WHAT THE TASK ASKS - Go through the records and show each line where the word "usize" occurs.

INFORMATION PROVIDED -
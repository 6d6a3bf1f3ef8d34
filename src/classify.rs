use crate::model::Category;
use serde::{Deserialize, Serialize};

/// Which quadrant the two off-diagonal flag combinations land in.
///
/// `Standard` files a task under the label that matches its flags.
/// `Transposed` swaps the off-diagonal cases and swaps the axis headers with
/// them, so the matrix reads importance across rows and urgency across
/// columns while each category keeps its screen position.
#[derive(Debug, Clone, Copy, PartialEq, Eq, Default, Serialize, Deserialize, clap::ValueEnum)]
#[serde(rename_all = "lowercase")]
pub enum QuadrantMapping {
    #[default]
    Standard,
    Transposed,
}

/// Header text for the matrix: columns left to right, rows top to bottom.
#[derive(Debug, Clone, Copy, PartialEq, Eq)]
pub struct AxisLabels {
    pub columns: [&'static str; 2],
    pub rows: [&'static str; 2],
}

impl QuadrantMapping {
    pub fn classify(&self, urgent: bool, important: bool) -> Category {
        match (self, urgent, important) {
            (_, true, true) => Category::UrgentImportant,
            (_, false, false) => Category::NotUrgentNotImportant,
            (QuadrantMapping::Standard, true, false) => Category::UrgentNotImportant,
            (QuadrantMapping::Standard, false, true) => Category::NotUrgentImportant,
            (QuadrantMapping::Transposed, true, false) => Category::NotUrgentImportant,
            (QuadrantMapping::Transposed, false, true) => Category::UrgentNotImportant,
        }
    }

    pub fn axis_labels(&self) -> AxisLabels {
        match self {
            QuadrantMapping::Standard => AxisLabels {
                columns: ["Important", "Not Important"],
                rows: ["Urgent", "Not Urgent"],
            },
            QuadrantMapping::Transposed => AxisLabels {
                columns: ["Urgent", "Not Urgent"],
                rows: ["Important", "Not Important"],
            },
        }
    }

    pub fn label(&self) -> &'static str {
        match self {
            QuadrantMapping::Standard => "standard",
            QuadrantMapping::Transposed => "transposed",
        }
    }
}
fn draw_sidebar(f: &mut ratatui::Frame<'_>, app: &App, area: Rect) -> Vec<(Rect, Control)> {
    let block = Block::default()
        .borders(Borders::RIGHT)
        .border_style(Style::default().fg(SIDEBAR_EDGE).bg(SIDEBAR_BG))
        .style(Style::default().bg(SIDEBAR_BG).fg(Color::Black));
    let inner = block.inner(area);
    f.render_widget(block, area);

    let rows = Layout::default()
        .direction(Direction::Vertical)
        .constraints([
            Constraint::Length(2),
            Constraint::Length(3),
            Constraint::Length(1),
            Constraint::Length(1),
            Constraint::Length(1),
            Constraint::Length(1),
            Constraint::Length(1),
            Constraint::Length(1),
            Constraint::Length(1),
            Constraint::Min(0),
        ])
        .horizontal_margin(2)
        .split(inner);

    let form = app.form();
    let focused = |control: Control| form.focus == control;

    let title = Paragraph::new(Line::from(Span::styled(
        "Add Task",
        Style::default().add_modifier(Modifier::BOLD),
    )))
    .alignment(Alignment::Center);
    f.render_widget(title, rows[0]);

    let entry_text = if focused(Control::Entry) {
        form.entry.with_caret()
    } else if form.entry.value().is_empty() {
        "Enter task here...".to_string()
    } else {
        form.entry.value().to_string()
    };
    let entry_style = if form.entry.value().is_empty() && !focused(Control::Entry) {
        Style::default().fg(Color::DarkGray)
    } else {
        Style::default().fg(Color::Black)
    };
    let entry = Paragraph::new(Span::styled(entry_text, entry_style)).block(
        Block::default()
            .borders(Borders::ALL)
            .border_style(focus_style(focused(Control::Entry)))
            .title("Task"),
    );
    f.render_widget(entry, rows[1]);

    f.render_widget(
        checkbox("Important?", form.important, focused(Control::Important)),
        rows[3],
    );
    f.render_widget(
        checkbox("Urgent?", form.urgent, focused(Control::Urgent)),
        rows[4],
    );
    f.render_widget(
        button("Add Task", ADD_BUTTON, focused(Control::AddButton)),
        rows[6],
    );
    f.render_widget(
        button("Clear Matrix", CLEAR_BUTTON, focused(Control::ClearButton)),
        rows[8],
    );
    draw_summary(f, app, rows[9]);

    vec![
        (rows[1], Control::Entry),
        (rows[3], Control::Important),
        (rows[4], Control::Urgent),
        (rows[6], Control::AddButton),
        (rows[8], Control::ClearButton),
    ]
}

fn draw_summary(f: &mut ratatui::Frame<'_>, app: &App, area: Rect) {
    let store = app.store();
    let mut lines = vec![
        Line::raw(""),
        Line::from(Span::styled(
            format!("{} tasks, {} done", store.len(), store.completed_count()),
            Style::default().add_modifier(Modifier::BOLD),
        )),
    ];
    for category in Category::ALL {
        let tasks = store.tasks(category);
        let done = tasks.iter().filter(|t| t.completed).count();
        lines.push(Line::from(vec![
            Span::styled(
                format!("{:>2}/{:<2} ", done, tasks.len()),
                Style::default().fg(Color::DarkGray),
            ),
            Span::raw(category.label()),
        ]));
    }
    lines.push(Line::raw(""));
    let width = area.width as usize;
    let storage_line = match app.save_file() {
        Some(file) => truncate_text(&format!("file {}", file.path().display()), width),
        None => "not saved".to_string(),
    };
    lines.push(Line::from(Span::styled(
        storage_line,
        Style::default().fg(Color::DarkGray),
    )));
    lines.push(Line::from(Span::styled(
        format!("mapping {}", app.mapping().label()),
        Style::default().fg(Color::DarkGray),
    )));
    f.render_widget(Paragraph::new(lines), area);
}

fn draw_footer(f: &mut ratatui::Frame<'_>, app: &App, area: Rect) {
    let saved = match (app.save_file(), app.last_save()) {
        (None, _) => "unsaved session".to_string(),
        (Some(_), None) => "not saved yet".to_string(),
        (Some(_), Some(at)) => format!("saved {}", format_elapsed(at)),
    };
    let lines = vec![
        Line::from(vec![
            Span::raw(app.status().to_string()),
            Span::raw("  •  "),
            Span::styled(saved, Style::default().fg(Color::Gray)),
        ]),
        help_line(),
    ];
    let footer = Paragraph::new(lines).wrap(Wrap { trim: true }).block(
        Block::default()
            .borders(Borders::TOP)
            .border_style(Style::default().fg(Color::DarkGray)),
    );
    f.render_widget(footer, area);
}

fn help_line() -> Line<'static> {
    Line::from(vec![
        Span::styled("Tab", Style::default().fg(Color::LightCyan)),
        Span::raw(" focus  "),
        Span::styled("Enter", Style::default().fg(Color::LightGreen)),
        Span::raw(" add/press  "),
        Span::styled("Alt-i", Style::default().fg(Color::LightYellow)),
        Span::raw(" important  "),
        Span::styled("Alt-u", Style::default().fg(Color::LightYellow)),
        Span::raw(" urgent  "),
        Span::styled("click", Style::default().fg(Color::LightMagenta)),
        Span::raw(" toggle done  "),
        Span::styled("Ctrl-l", Style::default().fg(Color::LightRed)),
        Span::raw(" clear  "),
        Span::styled("Esc", Style::default().fg(Color::LightRed)),
        Span::raw(" quit"),
    ])
}

fn checkbox(label: &str, checked: bool, focused: bool) -> Paragraph<'static> {
    let mark = if checked { "[x] " } else { "[ ] " };
    Paragraph::new(Line::from(vec![
        Span::styled(mark, Style::default().fg(ADD_BUTTON).add_modifier(Modifier::BOLD)),
        Span::styled(label.to_string(), focus_style(focused)),
    ]))
}

fn button(label: &str, color: Color, focused: bool) -> Paragraph<'static> {
    let mut style = Style::default()
        .fg(Color::White)
        .bg(color)
        .add_modifier(Modifier::BOLD);
    if focused {
        style = style.add_modifier(Modifier::REVERSED);
    }
    Paragraph::new(Span::styled(format!(" {} ", label), style)).alignment(Alignment::Center)
}

fn focus_style(focused: bool) -> Style {
    if focused {
        Style::default()
            .fg(SIDEBAR_EDGE)
            .add_modifier(Modifier::BOLD | Modifier::UNDERLINED)
    } else {
        Style::default().fg(Color::Black)
    }
}

/// Paints a [`Scene`] into terminal cells, one cell per `metrics` pixel block.
struct MatrixCanvas<'a> {
    scene: &'a Scene,
    metrics: TextMetrics,
}

impl Widget for MatrixCanvas<'_> {
    fn render(self, area: Rect, buf: &mut Buffer) {
        buf.set_style(area, Style::default().bg(CANVAS_BG));
        for item in self.scene.items() {
            match item {
                Shape::Rect { rect, fill } => self.fill_rect(area, buf, *rect, *fill),
                Shape::AxisLabel {
                    text,
                    bounds,
                    vertical,
                } => {
                    let style = Style::default()
                        .fg(LABEL_TEXT)
                        .add_modifier(Modifier::BOLD);
                    if *vertical {
                        for (offset, ch) in text.chars().enumerate() {
                            let y = bounds.y1 + offset as i32 * self.metrics.line_height;
                            self.put_text(area, buf, Point::new(bounds.x1, y), &ch.to_string(), style);
                        }
                    } else {
                        self.put_text(area, buf, Point::new(bounds.x1, bounds.y1), text, style);
                    }
                }
                Shape::Task {
                    text,
                    bounds,
                    completed,
                    ..
                } => {
                    let style = if *completed {
                        Style::default()
                            .fg(DONE_TEXT)
                            .add_modifier(Modifier::CROSSED_OUT)
                    } else {
                        Style::default().fg(TASK_TEXT)
                    };
                    self.put_text(area, buf, Point::new(bounds.x1, bounds.y1), text, style);
                }
            }
        }
    }
}

impl MatrixCanvas<'_> {
    fn cell(&self, area: Rect, p: Point) -> Option<(u16, u16)> {
        let col = p.x.div_euclid(self.metrics.char_width);
        let row = p.y.div_euclid(self.metrics.line_height);
        if col < 0 || row < 0 || col >= i32::from(area.width) || row >= i32::from(area.height) {
            return None;
        }
        Some((area.x + col as u16, area.y + row as u16))
    }

    fn fill_rect(&self, area: Rect, buf: &mut Buffer, rect: geometry::Rect, fill: Fill) {
        let m = self.metrics;
        let cols = rect.x1.div_euclid(m.char_width)..=rect.x2.div_euclid(m.char_width);
        let rows = rect.y1.div_euclid(m.line_height)..=rect.y2.div_euclid(m.line_height);
        let vertical = rect.height() > rect.width();
        for row in rows {
            for col in cols.clone() {
                let p = Point::new(col * m.char_width, row * m.line_height);
                let Some((x, y)) = self.cell(area, p) else {
                    continue;
                };
                let cell = buf.get_mut(x, y);
                match fill {
                    Fill::Frame => {
                        cell.set_bg(FRAME_BROWN);
                    }
                    Fill::Inner => {
                        cell.set_bg(INNER_CREAM);
                    }
                    Fill::Panel => {
                        cell.set_bg(PANEL_CREAM);
                    }
                    Fill::Grid => {
                        cell.set_symbol(if vertical { "│" } else { "─" })
                            .set_fg(FRAME_BROWN)
                            .set_bg(INNER_CREAM);
                    }
                }
            }
        }
    }

    fn put_text(&self, area: Rect, buf: &mut Buffer, at: Point, text: &str, style: Style) {
        let Some((x, y)) = self.cell(area, at) else {
            return;
        };
        let width = (area.right() - x) as usize;
        buf.set_stringn(x, y, text, width, style);
    }
}

fn setup_terminal() -> Result<Terminal<CrosstermBackend<Stdout>>> {
    enable_raw_mode()?;
    let mut stdout = stdout();
    execute!(stdout, EnterAlternateScreen, EnableMouseCapture)?;
    let backend = CrosstermBackend::new(stdout);
    let terminal = Terminal::new(backend)?;
    Ok(terminal)
}

fn teardown_terminal(terminal: &mut Terminal<CrosstermBackend<Stdout>>) -> Result<()> {
    disable_raw_mode()?;
    execute!(
        terminal.backend_mut(),
        LeaveAlternateScreen,
        DisableMouseCapture
    )?;
    terminal.show_cursor()?;
    Ok(())
}

fn truncate_text(text: &str, max: usize) -> String {
    if max == 0 {
        return String::new();
    }
    if text.chars().count() <= max {
        return text.to_string();
    }
    let keep = max.saturating_sub(3);
    let mut out: String = text.chars().take(keep).collect();
    out.push_str(&"...".chars().take(max - keep).collect::<String>());
    out
}

fn format_elapsed(last: Instant) -> String {
    let secs = last.elapsed().as_secs();
    if secs < 60 {
        format!("{}s ago", secs)
    } else if secs < 3600 {
        format!("{}m ago", secs / 60)
    } else {
        format!("{}h ago", secs / 3600)
    }
}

REPLY -
    let width = area.width as usize;
        let width = (area.right() - x) as usize;
fn truncate_text(text: &str, max: usize) -> String {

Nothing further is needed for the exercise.